As a result of the recent Job Summit held in Canberra and the related High Court rulings, there are some reforms in the pipeline from the Federal Government that are essential to be aware of, although there are no immediate changes happening in the short term in the long term for employers these changes will impact how SME’s operate.
These changes have recently been reported by HRM Online and Charles Power, Partner and National Practice Chair of the Workplace Relations and Safety Group at Holding Redlich.
Below is a summary of the top four to be aware of:
In relation to the proposed changes to the FairWork Act these changes are centered around labour hire, casuals and enterprise bargaining.
The top running proposed reforms are:
A requirement that organisations supplying labour hire match pay and employment conditions afforded to employees.
Amendments to the National Employment Standards to enforce employers compliance with Superannuation Guarantee obligations.
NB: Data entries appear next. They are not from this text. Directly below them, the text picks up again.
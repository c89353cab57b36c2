use crate::auth::User;
use crate::domain::{DayLocks, HistoryEntry, Record};
use crate::error::{LockboxError, Result};
use crate::store::StateStore;
use async_trait::async_trait;
use serde::{de::DeserializeOwned, Serialize};
use std::path::{Path, PathBuf};

const RECORD_FILE: &str = "record.json";
const HISTORY_FILE: &str = "history.json";
const LOCKS_FILE: &str = "locks.json";
const USERS_FILE: &str = "users.json";

/// File-backed store, one pretty-printed JSON document per concern
pub struct JsonStore {
    dir: PathBuf,
}

impl JsonStore {
    pub fn new<P: AsRef<Path>>(dir: P) -> Self {
        JsonStore {
            dir: dir.as_ref().to_path_buf(),
        }
    }

    async fn read_or<T: DeserializeOwned>(&self, file: &str, fallback: T) -> Result<T> {
        match tokio::fs::read_to_string(self.dir.join(file)).await {
            Ok(raw) => Ok(serde_json::from_str(&raw)?),
            Err(e) if e.kind() == std::io::ErrorKind::NotFound => Ok(fallback),
            Err(e) => Err(LockboxError::Store(format!("reading {file}: {e}"))),
        }
    }

    async fn write<T: Serialize>(&self, file: &str, value: &T) -> Result<()> {
        tokio::fs::create_dir_all(&self.dir).await?;
        let bytes = serde_json::to_vec_pretty(value)?;
        tokio::fs::write(self.dir.join(file), bytes)
            .await
            .map_err(|e| LockboxError::Store(format!("writing {file}: {e}")))
    }
}

#[async_trait]
impl StateStore for JsonStore {
    async fn load_record(&self) -> Result<Record> {
        self.read_or(RECORD_FILE, Record::default()).await
    }

    async fn save_record(&self, record: &Record) -> Result<()> {
        self.write(RECORD_FILE, record).await
    }

    async fn load_history(&self) -> Result<Vec<HistoryEntry>> {
        self.read_or(HISTORY_FILE, Vec::new()).await
    }

    async fn save_history(&self, history: &[HistoryEntry]) -> Result<()> {
        self.write(HISTORY_FILE, &history).await
    }

    async fn load_day_locks(&self) -> Result<Option<DayLocks>> {
        self.read_or(LOCKS_FILE, None).await
    }

    async fn save_day_locks(&self, locks: &DayLocks) -> Result<()> {
        self.write(LOCKS_FILE, locks).await
    }

    async fn load_users(&self) -> Result<Vec<User>> {
        self.read_or(USERS_FILE, Vec::new()).await
    }

    async fn save_users(&self, users: &[User]) -> Result<()> {
        self.write(USERS_FILE, &users).await
    }
}

#[cfg(test)]
mod tests {
    use super::*;
    use crate::domain::PickResult;

    #[tokio::test]
    async fn missing_files_fall_back_to_defaults() {
        let dir = tempfile::tempdir().unwrap();
        let store = JsonStore::new(dir.path());

        let record = store.load_record().await.unwrap();
        assert_eq!(record.wins, 0);
        assert!(store.load_history().await.unwrap().is_empty());
        assert!(store.load_day_locks().await.unwrap().is_none());
        assert!(store.load_users().await.unwrap().is_empty());
    }

    #[tokio::test]
    async fn record_round_trips_through_disk() {
        let dir = tempfile::tempdir().unwrap();
        let store = JsonStore::new(dir.path().join("nested"));

        let mut record = Record::default();
        record.apply(PickResult::Win);
        record.apply(PickResult::Loss);
        store.save_record(&record).await.unwrap();

        let loaded = store.load_record().await.unwrap();
        assert_eq!(loaded.wins, 1);
        assert_eq!(loaded.losses, 1);
    }

    #[tokio::test]
    async fn corrupt_file_is_an_error_not_a_default() {
        let dir = tempfile::tempdir().unwrap();
        tokio::fs::write(dir.path().join(RECORD_FILE), b"not json")
            .await
            .unwrap();

        let store = JsonStore::new(dir.path());
        assert!(store.load_record().await.is_err());
    }
}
2. Gig Workers and Contractors
After the precedented case around the Deliveroo delivery rider this year in an overturned decision deeming him an independent contractor not an employee, the High Court classification distinguishing an employee from a contractor will have significant implications for labour hire, platform workers and professionals who supply services as contractors with the High Court, significantly restricting the relevance of post contractual conduct with characterising the legal nature of a work relationship, which in some instances could potentially see employers setting their own terms and conditions of the relationship preventing employee like contractors accessing the safety net conditions in the FairWork Act.
This exclusion is now driving the government to implement its election promise of enabling gig workers to seek rulings from the FairWork Commission entitling them to access a minimum set of working conditions and wages.
3. Employee Complaints through the FairWork Act
A significant ruling in relation to employer managing employee grievances has been highlighted in a recent case against one of the big four. The main impact of this decision is that it sets some boundaries around when an employee has Fair Work Act protections when they voice an objection or complaint about a work issue. Charles Power says “It now appears to have been settled that employees don’t need to have access to a complaints procedure in an enterprise agreement in order to get this protection. The act of making the complaint is sufficient to attract the protection.” “However, not all complaints will be protected. The subject matter of the complaint has to be concerned with the employee’s own employment relationship and an entitlement or right arising from the employment contract, award or enterprise agreement. An employee is not protected if they simply complain about management decisions that don’t affect them.”
4. Workplace Risks and Managing Mental Health
SafeWork Australia and Victoria’s WorkSafe have proposed new regulations regarding employers’ responsibility to be proactive in managing the factors that invoke stress and psychological ill health in the workplace. The regulations will focus on employers needing to have as much regard to mental health hazards as they would to hazards that risk physical health,” says Power. “A manager’s propensity for bullying is as much a workplace hazard as a loose handrail or a faulty lift.” It’s expected that employer responsibilities once thought to be a ‘nice-to-have’ are now being embedded into law. “It will heighten the potential liability of employers under work health and safety laws if they don’t take action to protect and safeguard the mental wellbeing of the people that are working for them. “For example, a large organisation with previous instances of bullying behaviour that fails to have a formal system with documented procedures for reporting bullying complaints will be exposed to an investigation and potential prosecution by a safety regulator.